TensorFlow Memory Growth

Add to your application:

import tensorflow as tf

# Allow memory growth
gpus = tf.config.list_physical_devices('GPU')
for gpu in gpus:
    tf.config.experimental.set_memory_growth(gpu, True)

# Or limit memory
tf.config.set_logical_device_configuration(
    gpus[0],
    [tf.config.LogicalDeviceConfiguration(memory_limit=4096)]
)

PyTorch Memory Management

import torch
import os

# Limit to specific GPU
os.environ["CUDA_VISIBLE_DEVICES"] = "0"

# Clear cache periodically
torch.cuda.empty_cache()

# Monitor memory
print(f"Allocated: {torch.cuda.memory_allocated(0) / 1024**3:.2f} GB")
print(f"Cached: {torch.cuda.memory_reserved(0) / 1024**3:.2f} GB")

Installation Times

First deployment with GPU support takes longer due to runtime installation:

Component	Install Time	Size
CUDA Toolkit	3-5 min	~3-5 GB
cuDNN	30-60 sec	~800 MB
PyTorch (CUDA)	2-5 min	~2-3 GB
TensorFlow (CUDA)	2-5 min	~1-2 GB
JAX (CUDA)	2-3 min	~1-2 GB

Total first deployment: 8-15 minutes

Subsequent deployments skip installation if components are already present, taking only 1-2 minutes.

CI/CD Integration

Automatic Deployment with Webhooks

docker run -d --gpus all \
  --name ai-app \
  -e GIT_REPO_URL=https://github.com/your-username/ai-app \
  -e APP_PORT=8000 \
  -e GPU_ENABLED=true \
  -e AI_FRAMEWORK=pytorch \
  -e WEBHOOK_SECRET=my-secret-phrase \
  -p 8000:8000 \
  -p 9001:9001 \
  runonflux/orbit:latest

GitHub Actions for AI Projects

name: Deploy AI App
on:
  push:
    branches: [main]

jobs:
  deploy:
    runs-on: ubuntu-latest
    steps:
      - name: Trigger Deployment
        run: |
          curl -X POST ${{ secrets.FLUX_WEBHOOK_URL }}/webhook \
            -H "Content-Type: application/json" \
            -H "X-Hub-Signature-256: sha256=${{ secrets.WEBHOOK_SECRET }}" \
            -d '{"ref": "refs/heads/main"}'

Troubleshooting

GPU Not Detected

Problem: torch.cuda.is_available() returns False

Solutions:

Verify host has NVIDIA drivers:
```
nvidia-smi
```

Verify Docker can access GPU:

docker run --rm --gpus all nvidia/cuda:12.4.1-base-ubuntu22.04 nvidia-smi

Ensure --gpus all flag is used when running container
Check CUDA version compatibility between driver and toolkit

Out of Memory (OOM) Errors

Problem: CUDA out of memory

Solutions:

Limit batch size in your application
Use gradient checkpointing for training
Enable memory growth (TensorFlow) or clear cache (PyTorch)
Use model quantization (8-bit, 4-bit)
Limit GPU memory fraction

CUDA Version Mismatch

Problem: CUDA driver version is insufficient

Solution: Match CUDA toolkit version to your driver:

NVIDIA Driver	Max CUDA Version
525.x	CUDA 12.0
530.x	CUDA 12.1
535.x	CUDA 12.2
545.x	CUDA 12.3
550.x	CUDA 12.4

# Use compatible CUDA version
-e CUDA_VERSION=12.1

Slow First Deployment

Problem: First deployment takes 10+ minutes

Expected behavior: First deployment installs CUDA, cuDNN, and AI framework.
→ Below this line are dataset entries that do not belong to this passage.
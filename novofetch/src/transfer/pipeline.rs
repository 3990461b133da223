//! The per-task stage pipeline.
//!
//! Runs login, listing, download, and verification strictly in sequence
//! for one task, funneling every record mutation through the task store.
//! Failures are caught at stage boundaries and turn into a terminal
//! Failed status; nothing escapes the execution unit.

use std::path::Path;
use std::sync::Arc;

use chrono::Utc;
use tokio::sync::broadcast;
use tokio_util::sync::CancellationToken;
use tracing::{error, info, warn};

use super::store::TaskStore;
use super::task::{TaskStatus, TransferEvent};
use super::tool::TransferTool;
use crate::validate;
use crate::{Error, Result};

const PROGRESS_AFTER_LOGIN: f64 = 20.0;
const PROGRESS_AFTER_LISTING: f64 = 30.0;
const PROGRESS_AFTER_TRANSFER: f64 = 90.0;

/// Listing artifact persisted alongside the task directory.
const LISTING_FILENAME: &str = "file_list.txt";
/// Verification report persisted alongside the task directory.
const REPORT_FILENAME: &str = "validation_report.txt";

/// Path of a task artifact, kept next to the task directory so it never
/// mixes with the delivered files.
fn artifact_path(dir: &Path, name: &str) -> std::path::PathBuf {
    match (dir.parent(), dir.file_name()) {
        (Some(parent), Some(dir_name)) => {
            parent.join(format!("{}.{}", dir_name.to_string_lossy(), name))
        }
        _ => dir.join(name),
    }
}

/// Map a tool-reported percentage onto the downloading progress band.
///
/// The tool's own progress output is a heuristic, so the estimate stays
/// inside [30, 90] and the milestones bound it on both sides.
fn transfer_progress(percent: f64) -> f64 {
    let span = PROGRESS_AFTER_TRANSFER - PROGRESS_AFTER_LISTING;
    (PROGRESS_AFTER_LISTING + (percent / 100.0) * span)
        .clamp(PROGRESS_AFTER_LISTING, PROGRESS_AFTER_TRANSFER)
}

/// Best-effort percentage extraction from a tool output line.
///
/// Takes the last whitespace-separated token before a `%` sign. Lines that
/// don't parse are simply ignored; progress then stays at the last
/// milestone rather than failing the transfer.
fn parse_percent(line: &str) -> Option<f64> {
    let idx = line.find('%')?;
    let token = line[..idx].split_whitespace().last()?;
    let token = token.trim_start_matches(['(', '[']);
    token
        .parse::<f64>()
        .ok()
        .filter(|p| (0.0..=100.0).contains(p))
}

/// Executes the stage pipeline for one task.
pub(super) struct StageRunner {
    pub store: Arc<TaskStore>,
    pub tool: Arc<dyn TransferTool>,
    pub events: broadcast::Sender<TransferEvent>,
    pub cancel: CancellationToken,
    pub auto_validate: bool,
    pub task_id: String,
}

impl StageRunner {
    /// Run the pipeline to a terminal state.
    pub async fn run(self) {
        let _ = self.store.update(&self.task_id, |task| {
            task.started_at = Some(Utc::now());
        });

        if let Err(e) = self.execute().await {
            self.fail(e);
        }
    }

    async fn execute(&self) -> Result<()> {
        let task = self
            .store
            .get(&self.task_id)
            .ok_or_else(|| Error::not_found("task", &self.task_id))?;
        let request = task.request;
        let dir = task.target_dir;

        if !self.enter_stage(TaskStatus::LoggingIn, "Logging in") {
            return Ok(());
        }
        self.tool
            .authenticate(&request.account, &request.secret, &dir)
            .await?;
        self.log("Login succeeded");
        self.set_progress(PROGRESS_AFTER_LOGIN);

        if !self.enter_stage(TaskStatus::Listing, "Listing remote files") {
            return Ok(());
        }
        let listing = self.tool.enumerate(&request.remote_path, &dir).await?;
        tokio::fs::write(artifact_path(&dir, LISTING_FILENAME), &listing).await?;
        self.log("Remote file listing saved");
        self.set_progress(PROGRESS_AFTER_LISTING);

        if !self.enter_stage(TaskStatus::Downloading, "Downloading files") {
            return Ok(());
        }
        if !self.download(&request.remote_path, &dir).await? {
            // Cancelled mid-transfer; status is already terminal.
            return Ok(());
        }

        if !self.enter_stage(TaskStatus::Validating, "Validating files") {
            return Ok(());
        }
        self.validate_files(&dir).await;

        self.complete();
        Ok(())
    }

    /// Consume the transfer's output stream until the child exits.
    ///
    /// Returns `Ok(false)` when the transfer was cancelled.
    async fn download(&self, remote_path: &str, dir: &Path) -> Result<bool> {
        let mut stream = self
            .tool
            .transfer(remote_path, dir, self.cancel.clone())
            .await?;

        while let Some(line) = stream.lines.recv().await {
            if let Some(percent) = parse_percent(&line) {
                self.set_progress(transfer_progress(percent));
            }
            self.log(&line);
        }

        match stream.exit.await {
            Ok(Some(0)) => {
                self.log("File download finished");
                self.set_progress(PROGRESS_AFTER_TRANSFER);
                Ok(true)
            }
            Ok(None) => {
                self.log("Transfer process terminated");
                Ok(false)
            }
            // The tool's line-oriented output carries no reliable final
            // diagnostic, so the error stays generic.
            Ok(Some(_)) | Err(_) => Err(Error::Transfer("download failed".to_string())),
        }
    }

    /// Advisory verification: problems are logged as warnings, never fatal.
    async fn validate_files(&self, dir: &Path) {
        let task_dir = dir.to_path_buf();
        let auto_validate = self.auto_validate;

        let outcome = tokio::task::spawn_blocking(move || {
            if !auto_validate {
                let stats = validate::directory_stats(&task_dir);
                return validate::VerificationReport {
                    text: String::new(),
                    checks: Vec::new(),
                    stats,
                };
            }
            let report = validate::verify_directory(&task_dir);
            let report_path = artifact_path(&task_dir, REPORT_FILENAME);
            if let Err(e) = std::fs::write(&report_path, &report.text) {
                warn!(dir = %task_dir.display(), error = %e, "Could not write validation report");
            }
            report
        })
        .await;

        let report = match outcome {
            Ok(report) => report,
            Err(e) => {
                warn!(task_id = %self.task_id, error = %e, "Verification did not run");
                self.log(&format!("Warning: verification skipped: {}", e));
                return;
            }
        };

        self.log(&format!(
            "Downloaded {} files ({})",
            report.stats.total_files,
            validate::format_size(report.stats.total_size)
        ));

        if auto_validate && report.checks.is_empty() {
            self.log("No checksum manifest found");
        }
        for check in &report.checks {
            if check.all_passed() {
                self.log(&format!(
                    "Checksum manifest {} verified ({} files)",
                    check.manifest.display(),
                    check.passed.len()
                ));
            } else {
                warn!(
                    task_id = %self.task_id,
                    manifest = %check.manifest.display(),
                    failed = check.failed.len(),
                    missing = check.missing.len(),
                    "Checksum verification reported problems"
                );
                self.log(&format!(
                    "Warning: manifest {} had {} failed and {} unreadable entries",
                    check.manifest.display(),
                    check.failed.len(),
                    check.missing.len()
                ));
            }
        }
    }

    /// Move to a new stage unless the task has already reached a terminal
    /// state (e.g. cancelled between stages). Returns whether it applied.
    fn enter_stage(&self, status: TaskStatus, step: &str) -> bool {
        let mut applied = false;
        let _ = self.store.update(&self.task_id, |task| {
            if task.status.is_terminal() {
                return;
            }
            task.status = status;
            task.current_step = step.to_string();
            task.append_log(step);
            applied = true;
        });
        if applied {
            info!(task_id = %self.task_id, status = %status, "Stage started");
            self.notify_status(status);
        }
        applied
    }

    fn set_progress(&self, value: f64) {
        let mut raised_to = None;
        let _ = self.store.update(&self.task_id, |task| {
            if task.status.is_terminal() {
                return;
            }
            let before = task.progress;
            task.raise_progress(value);
            if task.progress > before {
                raised_to = Some(task.progress);
            }
        });
        if let Some(progress) = raised_to {
            let _ = self.events.send(TransferEvent::Progress {
                task_id: self.task_id.clone(),
                progress,
            });
        }
    }

    fn log(&self, message: &str) {
        let _ = self.store.update(&self.task_id, |task| {
            task.append_log(message);
        });
    }

    fn complete(&self) {
        let mut applied = false;
        let _ = self.store.update(&self.task_id, |task| {
            if task.status.is_terminal() {
                return;
            }
            task.status = TaskStatus::Completed;
            task.current_step = "Download complete".to_string();
            task.raise_progress(100.0);
            task.finished_at = Some(Utc::now());
            if let Some(started) = task.started_at {
                let elapsed = Utc::now() - started;
                task.append_log(&format!("Task completed in {}s", elapsed.num_seconds()));
            }
            applied = true;
        });
        if applied {
            info!(task_id = %self.task_id, "Transfer task completed");
            self.notify_status(TaskStatus::Completed);
            let _ = self.events.send(TransferEvent::Progress {
                task_id: self.task_id.clone(),
                progress: 100.0,
            });
        }
    }

    fn fail(&self, cause: Error) {
        let message = cause.to_string();
        let mut applied = false;
        let _ = self.store.update(&self.task_id, |task| {
            if task.status.is_terminal() {
                return;
            }
            task.status = TaskStatus::Failed;
            task.error_message = message.clone();
            task.finished_at = Some(Utc::now());
            task.append_log(&format!("Task failed: {}", message));
            applied = true;
        });
        if applied {
            error!(task_id = %self.task_id, error = %message, "Transfer task failed");
            self.notify_status(TaskStatus::Failed);
        }
    }

    fn notify_status(&self, status: TaskStatus) {
        let _ = self.events.send(TransferEvent::StatusChanged {
            task_id: self.task_id.clone(),
            status,
        });
    }
}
This is normal.

Tips:

Use a volume to persist /opt/flux-tools for faster subsequent deployments
Consider using a pre-built GPU base image for production

Best Practices

1. Health Endpoints

Always implement a health endpoint that verifies GPU access:

@app.get("/health")
def health():
    return {
        "status": "healthy",
        "gpu_available": torch.cuda.is_available(),
        "gpu_count": torch.cuda.device_count(),
        "gpu_name": torch.cuda.get_device_name(0) if torch.cuda.is_available() else None
    }

2. Model Loading

Load models once at startup, not per-request:

# Good: Load once
model = None

@app.on_event("startup")
async def load_model():
    global model
    model = AutoModel.from_pretrained("model-name")
    model.to("cuda")

# Bad: Load every request
@app.post("/predict")
async def predict():
    model = AutoModel.from_pretrained("model-name")  # Don't do this!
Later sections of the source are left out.